In fact, with neither Anglican nor the Roman Catholic Churches willing to support a change in the law the report was inevitably limited in scope.
"A possible route for the future has been indicated," it concludes, rather uncertainly. "The Department for Education and Employment should now take over the baton and establish a governmental review of collective worship."
This new approach involves scaling down the current, much disliked requirement for a daily act of "collective worship" which is broadly Christian in character. Headteachers and others have been pressing for less frequent gatherings which take a more generally spiritual - rather than mainly Christian - direction.
For some time now the Secondary Heads Association and the National Association of Head Teachers have campaigned against a state of affairs which they believe to be impractical and divisive. Many secondary schools have no space to hold daily religious assemblies - and where they do have the space, they often lack the staff willing to take part. Minority faith groups meanwhile, find the Christian emphasis of the law offensive.
Last week's report, Collective Worship Reviewed, follows one of the longest and widest consultations to date and drew responses from all major faith groups and professional bodies.

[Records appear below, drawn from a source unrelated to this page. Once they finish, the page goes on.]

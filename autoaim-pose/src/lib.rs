//! Pose recovery: lift 2-D armor detections into the barrel frame.
//!
//! The chain is armor → camera → IMU → base → barrel. The armor→camera
//! edge comes from planar PnP on the four plate vertices; camera→IMU and
//! base→barrel are static calibration; IMU→base is rotation-only, rebuilt
//! from the attitude sample fused with each frame. All edges are rigid
//! `Isometry3`s, so no scaling can enter anywhere in the chain.

use nalgebra::{Isometry3, Point2, Point3, Rotation3, Translation3, UnitQuaternion, Vector3, Vector5};
use opencv_ros_camera::{Distortion, RosOpenCvIntrinsics};
use tracing::trace;

use autoaim_config_data::{FireConfig, TransformConfig};
use autoaim_types::{ArmorSize, Detection2D, Detection3D, ImuSample, DEG2RAD};

mod frames;
mod pnp;

pub use frames::{FrameGraph, FrameId};
pub use pnp::solve_planar_pnp;

pub type Result<T> = std::result::Result<T, Error>;

#[derive(thiserror::Error, Debug)]
pub enum Error {
    #[error("SVD failed")]
    SvdFailed,
    #[error("degenerate target geometry")]
    DegenerateTarget,
}

/// Build `Rz(rz)·Ry(ry)·Rx(rx)` from `[rx, ry, rz]` in radians.
fn euler_xyz(angles: &[f64; 3]) -> Rotation3<f64> {
    Rotation3::from_euler_angles(angles[0], angles[1], angles[2])
}

fn isometry(t: &[f64; 3], r: Rotation3<f64>) -> Isometry3<f64> {
    Isometry3::from_parts(
        Translation3::new(t[0], t[1], t[2]),
        UnitQuaternion::from_rotation_matrix(&r),
    )
}

/// Rotation-only IMU→base transform from an attitude sample, composed as
/// `Rz(yaw)·Ry(pitch)·Rx(roll)`.
pub fn imu_to_base(imu: &ImuSample) -> Isometry3<f64> {
    let r = Rotation3::from_euler_angles(
        imu.roll_deg * DEG2RAD,
        imu.pitch_deg * DEG2RAD,
        imu.yaw_deg * DEG2RAD,
    );
    Isometry3::from_parts(
        Translation3::identity(),
        UnitQuaternion::from_rotation_matrix(&r),
    )
}

/// Projectile travel time to a target.
///
/// `theta_imu` is the gimbal pitch, `theta_pnp` the vertical angle of the
/// target in the camera frame, both radians.
pub fn bullet_time_of_flight(
    distance: f64,
    theta_imu: f64,
    theta_pnp: f64,
    bullet_velocity: f64,
) -> f64 {
    distance * (theta_imu.abs() - theta_pnp.abs()).cos() / (bullet_velocity * theta_imu.cos())
}

/// Stateless converter from `Detection2D` to `Detection3D`.
pub struct PoseConverter {
    intrinsics: RosOpenCvIntrinsics<f64>,
    camera_to_imu: Isometry3<f64>,
    camera_to_barrel: Isometry3<f64>,
    base_to_barrel: Isometry3<f64>,
    bullet_velocity: f64,
    small_armor_m: (f64, f64),
    large_armor_m: (f64, f64),
}

impl PoseConverter {
    pub fn new(tf: &TransformConfig, fire: &FireConfig) -> PoseConverter {
        let k = &tf.camera_matrix;
        let intrinsics = RosOpenCvIntrinsics::from_params_with_distortion(
            k[0],
            k[1],
            k[4],
            k[2],
            k[5],
            Distortion::from_opencv_vec(Vector5::new(
                tf.distortion[0],
                tf.distortion[1],
                tf.distortion[2],
                tf.distortion[3],
                tf.distortion[4],
            )),
        );
        PoseConverter {
            intrinsics,
            camera_to_imu: isometry(&tf.camera_to_imu_t, euler_xyz(&tf.camera_to_imu_r)),
            camera_to_barrel: isometry(&tf.camera_to_barrel_t, Rotation3::identity()),
            base_to_barrel: isometry(&tf.base_to_barrel_t, euler_xyz(&tf.base_to_barrel_r)),
            bullet_velocity: fire.bullet_velocity,
            small_armor_m: fire.armor_size_m(false),
            large_armor_m: fire.armor_size_m(true),
        }
    }

    /// The static edges of the five-frame system. The armor→camera and
    /// IMU→base edges vary per detection and are registered by the caller.
    pub fn static_graph(&self) -> FrameGraph {
        let mut graph = FrameGraph::new();
        graph.register(FrameId::Camera, FrameId::Imu, self.camera_to_imu);
        graph.register(FrameId::Camera, FrameId::Barrel, self.camera_to_barrel);
        graph.register(FrameId::Base, FrameId::Barrel, self.base_to_barrel);
        graph
    }

    /// Armor-in-barrel for a given armor-in-camera pose and attitude.
    pub fn barrel_from_armor(
        &self,
        armor_to_camera: &Isometry3<f64>,
        imu: &ImuSample,
    ) -> Isometry3<f64> {
        self.base_to_barrel * imu_to_base(imu) * self.camera_to_imu * armor_to_camera
    }

    pub fn convert(&self, detection: Detection2D) -> Result<Detection3D> {
        let (w, h) = match detection.size {
            ArmorSize::Small => self.small_armor_m,
            ArmorSize::Large => self.large_armor_m,
        };
        let (half_w, half_h) = (w / 2.0, h / 2.0);
        // Canonical plate corners in the armor frame (x right, y down,
        // z out of the plate), ordered TL, TR, BR, BL like the vertices.
        let object_xy = [
            Point2::new(-half_w, -half_h),
            Point2::new(half_w, -half_h),
            Point2::new(half_w, half_h),
            Point2::new(-half_w, half_h),
        ];

        let (r_ac, t_ac) = solve_planar_pnp(&object_xy, &detection.vertices, &self.intrinsics)?;
        let armor_to_camera = Isometry3::from_parts(
            Translation3::from(t_ac),
            UnitQuaternion::from_rotation_matrix(&r_ac),
        );

        let barrel = self.barrel_from_armor(&armor_to_camera, &detection.imu);
        let center = barrel * Point3::origin();
        let rot = barrel.rotation.to_rotation_matrix();
        let rot = rot.matrix();
        let distance = center.coords.norm();
        let direction = rot[(1, 0)].atan2(rot[(0, 0)]);
        let pitch = center.z.atan2(center.x.hypot(center.y));

        // Relative aim straight from the armor-in-camera translation; the
        // small camera/barrel offset is ignored at aiming distances.
        let yaw_to_barrel = -t_ac.x.atan2(t_ac.z);
        let pitch_to_barrel = -t_ac.y.atan2(t_ac.z);

        let theta_imu = detection.imu.pitch_deg * DEG2RAD;
        let theta_pnp = t_ac.y.atan2(t_ac.z);
        let bullet_tof =
            bullet_time_of_flight(distance, theta_imu, theta_pnp, self.bullet_velocity);

        trace!(
            "armor {:?} at {:.2} m, direction {:.1} deg, tof {:.0} ms",
            detection.label,
            distance,
            direction * autoaim_types::RAD2DEG,
            bullet_tof * 1e3,
        );

        Ok(Detection3D {
            rvec: r_ac.scaled_axis(),
            tvec: t_ac,
            center_barrel: center,
            distance,
            direction,
            pitch,
            pitch_to_barrel,
            yaw_to_barrel,
            bullet_tof,
            detection,
        })
    }
}

#[cfg(test)]
mod tests {
    use super::*;
    use approx::assert_relative_eq;
    use std::time::Instant;

    use autoaim_types::{ImuSample, Labels, LightBarGeom};

    fn frontal_detection(center_px: Point2<f64>, distance: f64) -> Detection2D {
        // Synthesize the image of a small plate facing the camera at the
        // given distance, centered on `center_px`.
        let tf = TransformConfig::default();
        let fx = tf.camera_matrix[0];
        let fy = tf.camera_matrix[4];
        let half_w_px = 0.0675 / distance * fx;
        let half_h_px = 0.028 / distance * fy;
        let vertices = [
            Point2::new(center_px.x - half_w_px, center_px.y - half_h_px),
            Point2::new(center_px.x + half_w_px, center_px.y - half_h_px),
            Point2::new(center_px.x + half_w_px, center_px.y + half_h_px),
            Point2::new(center_px.x - half_w_px, center_px.y + half_h_px),
        ];
        let bar = LightBarGeom {
            center: center_px,
            long_axis: 2.0 * half_h_px,
            short_axis: 4.0,
            angle_deg: 0.0,
            ellipse_area: 8.0 * half_h_px,
        };
        Detection2D {
            left: bar,
            right: bar,
            vertices,
            center: center_px,
            size: ArmorSize::Small,
            label: Labels::Infantry3,
            confidence: 0.99,
            imu: ImuSample::zero(Instant::now()),
            capture_time: Instant::now(),
        }
    }

    #[test]
    fn frontal_target_maps_forward_in_barrel_frame() {
        let converter = PoseConverter::new(&TransformConfig::default(), &FireConfig::default());
        let det = frontal_detection(Point2::new(640.0, 512.0), 3.0);
        let d3 = converter.convert(det).unwrap();
        // Optical axis target: straight ahead of the barrel.
        assert_relative_eq!(d3.distance, 3.0, epsilon = 1e-3);
        assert!(d3.center_barrel.x > 2.9, "x = {}", d3.center_barrel.x);
        assert_relative_eq!(d3.yaw_to_barrel, 0.0, epsilon = 1e-6);
        assert_relative_eq!(d3.pitch_to_barrel, 0.0, epsilon = 1e-6);
        // Zero gimbal pitch, target on axis: tof is just d / v.
        assert_relative_eq!(d3.bullet_tof, 3.0 / 25.0, epsilon = 1e-4);
    }

    #[test]
    fn off_axis_target_has_signed_relative_aim() {
        let converter = PoseConverter::new(&TransformConfig::default(), &FireConfig::default());
        // Target to the right of and above the image center.
        let det = frontal_detection(Point2::new(740.0, 412.0), 3.0);
        let d3 = converter.convert(det).unwrap();
        assert!(d3.yaw_to_barrel < 0.0, "right of axis turns yaw negative");
        assert!(d3.pitch_to_barrel > 0.0, "above axis turns pitch positive");
    }

    #[test]
    fn conversion_chain_matches_frame_graph() {
        let converter = PoseConverter::new(&TransformConfig::default(), &FireConfig::default());
        let mut imu = ImuSample::zero(Instant::now());
        imu.yaw_deg = 15.0;
        imu.pitch_deg = -4.0;
        imu.roll_deg = 1.0;

        let armor_to_camera = Isometry3::from_parts(
            Translation3::new(0.2, -0.1, 2.5),
            UnitQuaternion::from_euler_angles(0.05, 0.4, -0.03),
        );

        let chain = converter.barrel_from_armor(&armor_to_camera, &imu);

        // The graph route goes armor → camera → imu → base → barrel and
        // must agree with the direct composition.
        let mut graph = FrameGraph::new();
        graph.register(FrameId::Armor, FrameId::Camera, armor_to_camera);
        graph.register(FrameId::Camera, FrameId::Imu, converter.camera_to_imu);
        graph.register(FrameId::Imu, FrameId::Base, imu_to_base(&imu));
        graph.register(FrameId::Base, FrameId::Barrel, converter.base_to_barrel);
        let routed = graph.resolve(FrameId::Armor, FrameId::Barrel).unwrap();

        assert_relative_eq!(
            chain.to_homogeneous(),
            routed.to_homogeneous(),
            epsilon = 1e-12
        );
    }

    #[test]
    fn tof_reduces_to_d_over_v_on_axis() {
        assert_relative_eq!(bullet_time_of_flight(5.0, 0.0, 0.0, 25.0), 0.2);
    }

    #[test]
    fn tof_grows_when_shooting_upward() {
        let level = bullet_time_of_flight(4.0, 0.0, 0.0, 25.0);
        let steep = bullet_time_of_flight(4.0, 0.5, 0.0, 25.0);
        assert!(steep > level);
    }
}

It was based on three national conferences, jointly coordinated by the RE Council of England and Wales, the National Association of SACREs (standing advisory councils on RE) and the Inter Faith Network of the UK.
While the Churches remained cautious, the professional constituencies proved anything but. They gave solid backing to one of three options: "a new way forward" based on a statutory requirement for regular assemblies "of a spiritual and moral character".
Such assemblies, they argued, would enhance school life and help develop a moral community. But without alienating families from different faith backgrounds.
"The aim would be to hold assemblies in which all teachers and pupils are able to share in good conscience without the need to exercise a right of withdrawal," says the report.
The list of organisations choosing "the new way" included all the main teaching unions; the Professional Council for Religious Education; the Christian Education Movement; the Conference of University Lecturers in RE; the Association of Religious Education Inspectors, Advisers and Consultants; the Local Government Association; the National Association of Governors and Managers; the Society of Education officers and the National Confederation of Parent Teacher Associations.
It also had the support of the Methodists and the Free Church Federal Council; the British Humanist Association; the Buddhists, Sikhs, the Board of Deputies of British Jews and the Hindus. But there were other influential views. "The Church of England Board of Education was unable to declare a preference as it felt the choice was neither clear nor balanced," says the report. "The Catholic Education Service supported the status quo, the Evangelical Alliance had strong reservations about 'the new way forward' and there was a variety of opinion within the Muslim Educational Trust."
Both Anglican and Catholic Churches are internally divided on this topic and find it difficult to speak with a clear voice. Until they do, however, ministers will feel little inclination to step into this potential minefield.